I had to break it to the fam.  I think everyone was in shell-shock. Luckily we hadn’t told Grandma so she wasn’t let down. My mom’s response was the best. I won’t paraphrase it here since she might not want me to, but suffice it to say it included an expletive and a promise to be selective about where she spends her tourist dollars in the future. Which is a legitimate concern even some Canadians have expressed about requiring visas of Mexicans. She also very kindly contributed toward the lost application fee. My poor Dad was still holding out hope that there was someone he could call in the Canadian government to get Margo his visa. No, Dad, there isn’t, I had to say cynically, and besides, I was too destroyed by the news myself to even deal with the situation for a few weeks.

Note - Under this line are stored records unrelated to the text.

/// Filesystem adapters for file I/O operations
mod file_reader;
mod file_writer;

pub use file_reader::FileSystemReader;
pub use file_writer::{FileSystemProjectWriter, FileSystemWriter, StdoutPresenter};
/// Type alias for Result with anyhow::Error as the error type.
/// This provides a consistent error handling pattern across the codebase.
pub type Result<T> = std::result::Result<T, anyhow::Error>;
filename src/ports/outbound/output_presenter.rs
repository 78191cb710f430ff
use crate::shared::Result;

/// OutputPresenter port for presenting final output
///
/// This port abstracts the output destination (stdout, file, etc.)
/// where plans and summaries are presented.
pub trait OutputPresenter {
    /// Presents the formatted content to the output destination
    ///
    /// # Errors
    /// Returns an error if:
    /// - Writing to the output destination fails
    /// - File permissions prevent writing
    fn present(&self, content: &str) -> Result<()>;
}

impl<T: OutputPresenter + ?Sized> OutputPresenter for Box<T> {
    fn present(&self, content: &str) -> Result<()> {
        (**self).present(content)
    }
}
use std::collections::BTreeMap;
use std::path::{Path, PathBuf};
use std::sync::{Arc, Mutex};
use prompt_ops::prelude::*;

/// Mock ProjectWriter for testing that keeps files in memory
#[derive(Default, Clone)]
pub struct MockProjectWriter {
    pub files: Arc<Mutex<BTreeMap<PathBuf, String>>>,
}

impl MockProjectWriter {
    pub fn new() -> Self {
        Self::default()
    }

    pub fn with_existing(self, path: &str) -> Self {
        self.files
            .lock()
            .unwrap()
            .insert(PathBuf::from(path), String::new());
        self
    }

    pub fn content(&self, path: &str) -> Option<String> {
        self.files.lock().unwrap().get(Path::new(path)).cloned()
    }
}

impl ProjectWriter for MockProjectWriter {
    fn exists(&self, path: &Path) -> bool {
        self.files.lock().unwrap().contains_key(path)
    }

    fn write_file(&self, path: &Path, content: &str) -> Result<()> {
        self.files
            .lock()
            .unwrap()
            .insert(path.to_path_buf(), content.to_string());
        Ok(())
    }
}
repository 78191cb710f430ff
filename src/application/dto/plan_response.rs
use crate::optimization::{OptimizationPlan, PreOptimizationSummary};
use serde::Serialize;

/// PlanResponse - work estimate plus the summary handed to the optimizer
#[derive(Debug, Clone, Serialize)]
pub struct PlanResponse {
    pub plan: OptimizationPlan,
    pub summary: PreOptimizationSummary,
}
use crate::optimization::{DatasetSplit, OptimizationSettings};
use std::path::PathBuf;

/// PlanRequest - input of the optimization planning use case
#[derive(Debug, Clone, Default)]
pub struct PlanRequest {
    pub settings: OptimizationSettings,
    /// Dataset to partition; without one all partitions are empty
    pub dataset_path: Option<PathBuf>,
    pub split: DatasetSplit,
}

impl PlanRequest {
    pub fn new(
        settings: OptimizationSettings,
        dataset_path: Option<PathBuf>,
        split: DatasetSplit,
    ) -> Self {
        Self {
            settings,
            dataset_path,
            split,
        }
    }
}
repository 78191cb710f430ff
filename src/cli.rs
use clap::{Parser, Subcommand};
use std::path::PathBuf;

use prompt_ops::application::dto::{OutputFormat, DEFAULT_MODEL};

/// Plan and scaffold prompt optimization projects
#[derive(Parser, Debug)]
#[command(name = "prompt-ops")]
#[command(version)]
#[command(about = "Plan and scaffold prompt optimization projects", long_about = None)]
pub struct Args {
    #[command(subcommand)]
    pub command: Command,
}

#[derive(Subcommand, Debug)]
pub enum Command {
    /// Create a new project with a sample config, dataset and prompt
    Init {
        /// Directory to create the project in (defaults to current directory)
        dir: Option<PathBuf>,

        /// Model written into the generated config
        #[arg(short, long, default_value = DEFAULT_MODEL)]
        model: String,

        /// Read templates from this directory instead of the built-in ones
        #[arg(short, long, value_name = "DIR")]
        templates: Option<PathBuf>,

        /// Overwrite files that already exist
        #[arg(long)]
        force: bool,
    },

    /// Show the optimization plan for a project without running it
    Plan {
        /// Path to the project directory (defaults to current directory)
        #[arg(short, long, conflicts_with = "config")]
        path: Option<PathBuf>,

        /// Path to the config file (defaults to prompt-ops.config.yml in the project)
        #[arg(short, long, value_name = "FILE")]
        config: Option<PathBuf>,

        /// Output format: text or json
        #[arg(short, long, default_value = "text")]
        format: OutputFormat,

        /// Shorthand for --format json
        #[arg(long, conflicts_with = "format")]
        json: bool,

        /// Output file path (if not specified, outputs to stdout)
        #[arg(short, long)]
        output: Option<PathBuf>,
    },
}

impl Args {
    pub fn parse_args() -> Self {
        Self::parse()
    }
}
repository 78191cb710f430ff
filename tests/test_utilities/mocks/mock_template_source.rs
use std::collections::HashMap;
use prompt_ops::prelude::*;

/// Mock TemplateSource for testing, serving templates from memory
#[derive(Default)]
pub struct MockTemplateSource {
    templates: HashMap<String, String>,
}

impl MockTemplateSource {
    pub fn new() -> Self {
        Self::default()
    }

    pub fn with_template(mut self, name: &str, content: &str) -> Self {
        self.templates.insert(name.to_string(), content.to_string());
        self
    }
}

impl TemplateSource for MockTemplateSource {
    fn read_template(&self, name: &str) -> Result<String> {
        self.templates
            .get(name)
            .cloned()
            .ok_or_else(|| anyhow::anyhow!("Template not found: {}", name))
    }
}
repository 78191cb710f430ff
//! Pure formatting of a single progress line.

use std::time::Duration;

/// Width of the bar in cells.
pub const BAR_WIDTH: i64 = 30;

/// Glyph drawn for completed cells.
pub const FILLED_GLYPH: &str = "█";

/// Glyph drawn for remaining cells.
pub const EMPTY_GLYPH: &str = "░";

/// Upper bound on drawn filled cells when a caller overshoots wildly.
const MAX_DRAWN_CELLS: i64 = 4096;

/// Number of filled cells for the given position: `trunc(30 * current / total)`.
///
/// Not clamped to the bar width. Overshooting yields more than 30, negative
/// progress yields a negative count. `total` must be non-zero.
pub fn filled_cells(current: i64, total: i64) -> i64 {
    // `as` saturates, so absurd inputs cannot overflow
    (BAR_WIDTH as f64 * current as f64 / total as f64) as i64
}

/// Percentage of completion, unclamped.
pub fn percent(current: i64, total: i64) -> f64 {
    current as f64 / total as f64 * 100.0
}

/// Estimated minutes remaining, extrapolating the average step time.
///
/// `None` until at least one step has been recorded. Negative when the
/// caller has overshot `total`.
pub fn eta_minutes(current: i64, total: i64, elapsed: Duration) -> Option<f64> {
    if current <= 0 {
        return None;
    }

    let avg_secs_per_step = elapsed.as_secs_f64() / current as f64;
    let remaining_steps = total as f64 - current as f64;
    Some(avg_secs_per_step * remaining_steps / 60.0)
}

/// Draws the bar body (without brackets).
pub fn bar(current: i64, total: i64) -> String {
    let filled = filled_cells(current, total);
    let drawn_filled = filled.clamp(0, MAX_DRAWN_CELLS) as usize;
    let drawn_empty = BAR_WIDTH.saturating_sub(filled).clamp(0, BAR_WIDTH) as usize;

    FILLED_GLYPH.repeat(drawn_filled) + &EMPTY_GLYPH.repeat(drawn_empty)
}

/// Renders the full line, starting with a carriage return and without a
/// trailing newline.
///
/// Returns `None` when `total == 0`, in which case nothing is displayed.
pub fn render_line(description: &str, current: i64, total: i64, elapsed: Duration) -> Option<String> {
    if total == 0 {
        return None;
    }

    let eta = eta_minutes(current, total, elapsed)
        .map(|minutes| format!(" | ETA: {:.1}min", minutes))
        .unwrap_or_default();

    Some(format!(
        "\r{}: [{}] {:.0}% ({}/{}){}",
        description,
        bar(current, total),
        percent(current, total),
        current,
        total,
        eta
    ))
}
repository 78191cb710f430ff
/// Shared kernel - error types, result alias and file safety checks
pub mod error;
pub mod result;
pub mod security;

pub use result::Result;
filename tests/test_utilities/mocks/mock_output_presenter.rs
use std::sync::{Arc, Mutex};
use prompt_ops::prelude::*;

/// Mock OutputPresenter for testing that captures presented content
#[derive(Default, Clone)]
pub struct MockOutputPresenter {
    pub presented: Arc<Mutex<Vec<String>>>,
}

impl MockOutputPresenter {
    pub fn new() -> Self {
        Self::default()
    }

    pub fn output(&self) -> String {
        self.presented.lock().unwrap().concat()
    }
}

impl OutputPresenter for MockOutputPresenter {
    fn present(&self, content: &str) -> Result<()> {
        self.presented.lock().unwrap().push(content.to_string());
        Ok(())
    }
}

By that time, the rest of the family either started to gel their own summer plans, and/or wonder what my Plan B was going to be. So I needed to go back to the drawing board. Luckily, the cabin owner accepted my cancellation and returned my $500 deposit; although, the Canadian govt. wasn’t as gracious to return our ~$150. When I started to go through the motions this time around, I felt somehow less motivated, knowing that Margo couldn’t accompany us…then little roadblocks like who was available when and where and whatnot would crop up. But I kept reminding myself that the bottom line is my daughter—she needs to stay connected with her U.S. family.

It looks like something is going to work out in terms of getting me and my daughter some northern exposure this summer—a lot of us are thinking out of the box in order to make something happen.  But whether or not the whole family will be together in the same place at the same time is yet to be determined. Worse, barring a medical or political miracle (almost 90, my grandma hasn’t air traveled since 2004, and has physical conditions which wouldn’t go over well at our home’s high elevation of 7,000′), my grandmother may never see her grandson-in-law again—and in essence, that makes this chica’s vision of a full family reunion Mission Truly Impossible.